The distinction between this international law immunity and the somewhat more constitutionalized immunity of the federal court in our argument has to do with enumerated powers. The federal government was not given the power in Article III to call a state to answer without its consent. That's the argument that Madison and Marshall made in the Ratification Conventions, that Hamilton made in the Federalist. But this was an implicit limitation on how one would read the words of Article III. And indeed, how one might read the words of Article I in Seminole Tribe and Alden, the inability of Congress to compel a state under the Commerce Clause to open its courts or to appear in federal court for a case invading its immunity without its consent is a limit on the federal government's enumerated powers. It's something that would've gone without saying at the time.

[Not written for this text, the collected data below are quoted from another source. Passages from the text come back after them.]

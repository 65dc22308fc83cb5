//! CLI entry point for the TOPSIS ranker.
//!
//! Usage: `topsis <InputDataFile> <Weights> <Impacts> <ResultFileName>`
//!
//! Every failure prints a message and exits with status 1; no result file is
//! written unless ranking succeeds.

use std::path::PathBuf;
use std::process::ExitCode;
use std::sync::Arc;

use anyhow::{Context, Result};
use clap::error::ErrorKind;
use clap::Parser;
use tracing::debug;

use topsis_rank::adapters::{CsvTableReader, CsvTableWriter};
use topsis_rank::application::{RankAlternativesCommand, RankAlternativesHandler};
use topsis_rank::config::{AppConfig, LogFormat, LoggingConfig};

const USAGE: &str = "Usage: topsis <InputDataFile> <Weights> <Impacts> <ResultFileName>";

#[derive(Parser, Debug)]
#[command(name = "topsis")]
#[command(version)]
#[command(about = "Rank alternatives with TOPSIS", long_about = None)]
#[command(
    after_help = "EXAMPLE:\n    topsis data.csv \"1,1,1,2\" \"+,+,-,+\" result.csv\n\n    The first column of the input is a label; every other column is a numeric criterion."
)]
struct Cli {
    /// CSV file with a header row; first column is the alternative label
    #[arg(value_name = "InputDataFile")]
    input: PathBuf,

    /// Comma-separated positive weights, one per criterion column
    #[arg(value_name = "Weights", allow_hyphen_values = true)]
    weights: String,

    /// Comma-separated impacts, '+' (benefit) or '-' (cost), one per criterion column
    #[arg(value_name = "Impacts", allow_hyphen_values = true)]
    impacts: String,

    /// Output CSV: the input table plus score and rank columns
    #[arg(value_name = "ResultFileName", allow_hyphen_values = true)]
    output: PathBuf,
}

fn main() -> ExitCode {
    let cli = match Cli::try_parse() {
        Ok(cli) => cli,
        Err(e) if matches!(e.kind(), ErrorKind::DisplayHelp | ErrorKind::DisplayVersion) => {
            e.exit()
        }
        Err(_) => {
            eprintln!("{}", USAGE);
            return ExitCode::FAILURE;
        }
    };

    let config = match load_config() {
        Ok(config) => config,
        Err(e) => {
            eprintln!("Error: {:#}", e);
            return ExitCode::FAILURE;
        }
    };
    init_tracing(&config.logging);

    match run(&cli, &config) {
        Ok(()) => {
            println!(
                "TOPSIS Score and Rank Updated and saved to the output file = {}",
                cli.output.display()
            );
            ExitCode::SUCCESS
        }
        Err(e) => {
            eprintln!("{}", e);
            ExitCode::FAILURE
        }
    }
}

fn load_config() -> Result<AppConfig> {
    let config = AppConfig::load().context("Failed to load configuration")?;
    config.validate().context("Invalid configuration")?;
    Ok(config)
}

fn init_tracing(logging: &LoggingConfig) {
    let builder = tracing_subscriber::fmt()
        .with_env_filter(logging.env_filter())
        .with_writer(std::io::stderr);

    match logging.format {
        LogFormat::Json => builder.json().init(),
        LogFormat::Text => builder.init(),
    }
}

fn run(cli: &Cli, config: &AppConfig) -> Result<()> {
    debug!(input = %cli.input.display(), output = %cli.output.display(), "Starting ranking");

    let handler = RankAlternativesHandler::new(
        Arc::new(CsvTableReader::new(&cli.input)),
        Arc::new(CsvTableWriter::new(&cli.output)),
    )
    .with_engine_config(config.engine.clone())
    .with_output_config(config.output.clone());

    handler.handle(RankAlternativesCommand::new(
        cli.weights.clone(),
        cli.impacts.clone(),
    ))?;

    Ok(())
}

But the fact that the federal government, being a government of defined and limited power, did not have the ability to compel states to answer, doesn't mean that the Constitution itself says anything about state immunities in other states. That might merely be left up to the same international law doctrines that govern state personal jurisdiction for a hundred years, that still governs state border questions today. And so the California Board's remedy was only through an original action in federal court or alternatively, simply through attempting to ignore the judgment and then resist enforcement later on. And I'd be happy to say more about that position during the Q&A.

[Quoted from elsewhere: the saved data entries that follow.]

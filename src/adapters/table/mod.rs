//! Table store adapters (CSV files and in-memory).

mod csv_table_store;
mod in_memory_table_store;

pub use csv_table_store::{CsvTableReader, CsvTableWriter};
pub use in_memory_table_store::InMemoryTableStore;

So, again, my upshot from the oral arguments, because they largely tracked the positions that would've be expected is that there's probably greater than 50 percent chance that the Court will hold Nevada v. Hall overruled and will find an atextual constitutional immunity of states on other states' courts, but I wouldn't put it much over 50 percent. Again, Justice Gorsuch didn’t say anything and it's difficult to know how the Justices would handle an argument for a wholly atextual constitutional doctrine.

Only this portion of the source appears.